[Exercise description]: Could you restate all of the entries, word for word?
◇ ◇ ◇ ◇ ◇ ◇ ◇
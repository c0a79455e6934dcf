use axum::{
    http::StatusCode,
    response::{IntoResponse, Response},
};

use crate::db::StoreError;
use crate::hal::Hal;
use crate::types::{ApiErrorCode, ApiErrorResponse, ValidationErrors};

#[derive(Debug)]
pub enum ApiError {
    Validation(ValidationErrors),
    Conflict(String),
    NotFound(String),
    Db(sqlx::Error),
    Internal(String),
}

impl ApiError {
    pub fn validation(field: impl Into<String>, message: impl Into<String>) -> Self {
        Self::Validation(ValidationErrors::single(field, message))
    }
}

impl From<sqlx::Error> for ApiError {
    fn from(err: sqlx::Error) -> Self {
        Self::Db(err)
    }
}

impl From<StoreError> for ApiError {
    fn from(err: StoreError) -> Self {
        match err {
            StoreError::Invalid(errors) => ApiError::Validation(errors),
            StoreError::Conflict(message) => ApiError::Conflict(message),
            StoreError::Db(db) => ApiError::Db(db),
            StoreError::NotFound(message) => ApiError::NotFound(message),
            StoreError::Parse(message) => ApiError::Internal(message),
        }
    }
}

impl IntoResponse for ApiError {
    fn into_response(self) -> Response {
        let (status, code, message) = match self {
            ApiError::Validation(errors) => {
                tracing::debug!(%errors, "request rejected");
                return (StatusCode::BAD_REQUEST, Hal(errors)).into_response();
            }
            ApiError::Conflict(message) => (StatusCode::CONFLICT, ApiErrorCode::Conflict, message),
            ApiError::NotFound(message) => (StatusCode::NOT_FOUND, ApiErrorCode::NotFound, message),
            ApiError::Db(err) => {
                tracing::error!(error = %err, "database error");
                (
                    StatusCode::INTERNAL_SERVER_ERROR,
                    ApiErrorCode::Database,
                    "database error".to_string(),
                )
            }
            ApiError::Internal(message) => {
                tracing::error!(%message, "internal error");
                (
                    StatusCode::INTERNAL_SERVER_ERROR,
                    ApiErrorCode::Internal,
                    "internal error".to_string(),
                )
            }
        };

        (status, Hal(ApiErrorResponse { code, message })).into_response()
    }
}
◇ ◇ ◇ ◇ ◇ ◇ ◇
[Task answer]:
repository c0a79455e6934dcf
use axum::{
    http::StatusCode,
    response::{IntoResponse, Response},
};

use crate::db::StoreError;
use crate::hal::Hal;
use crate::types::{ApiErrorCode, ApiErrorResponse, ValidationErrors};

#[derive(Debug)]
pub enum ApiError {
    Validation(ValidationErrors),
    Conflict(String),
    NotFound(String),
    Db(sqlx::Error),
    Internal(String),
}

impl ApiError {
    pub fn validation(field: impl Into<String>, message: impl Into<String>) -> Self {
        Self::Validation(ValidationErrors::single(field, message))
    }
}

impl From<sqlx::Error> for ApiError {
    fn from(err: sqlx::Error) -> Self {
        Self::Db(err)
    }
}

impl From<StoreError> for ApiError {
    fn from(err: StoreError) -> Self {
        match err {
            StoreError::Invalid(errors) => ApiError::Validation(errors),
            StoreError::Conflict(message) => ApiError::Conflict(message),
            StoreError::Db(db) => ApiError::Db(db),
            StoreError::NotFound(message) => ApiError::NotFound(message),
            StoreError::Parse(message) => ApiError::Internal(message),
        }
    }
}

impl IntoResponse for ApiError {
    fn into_response(self) -> Response {
        let (status, code, message) = match self {
            ApiError::Validation(errors) => {
                tracing::debug!(%errors, "request rejected");
                return (StatusCode::BAD_REQUEST, Hal(errors)).into_response();
            }
            ApiError::Conflict(message) => (StatusCode::CONFLICT, ApiErrorCode::Conflict, message),
            ApiError::NotFound(message) => (StatusCode::NOT_FOUND, ApiErrorCode::NotFound, message),
            ApiError::Db(err) => {
                tracing::error!(error = %err, "database error");
                (
                    StatusCode::INTERNAL_SERVER_ERROR,
                    ApiErrorCode::Database,
                    "database error".to_string(),
                )
            }
            ApiError::Internal(message) => {
                tracing::error!(%message, "internal error");
                (
                    StatusCode::INTERNAL_SERVER_ERROR,
                    ApiErrorCode::Internal,
                    "internal error".to_string(),
                )
            }
        };

        (status, Hal(ApiErrorResponse { code, message })).into_response()
    }
}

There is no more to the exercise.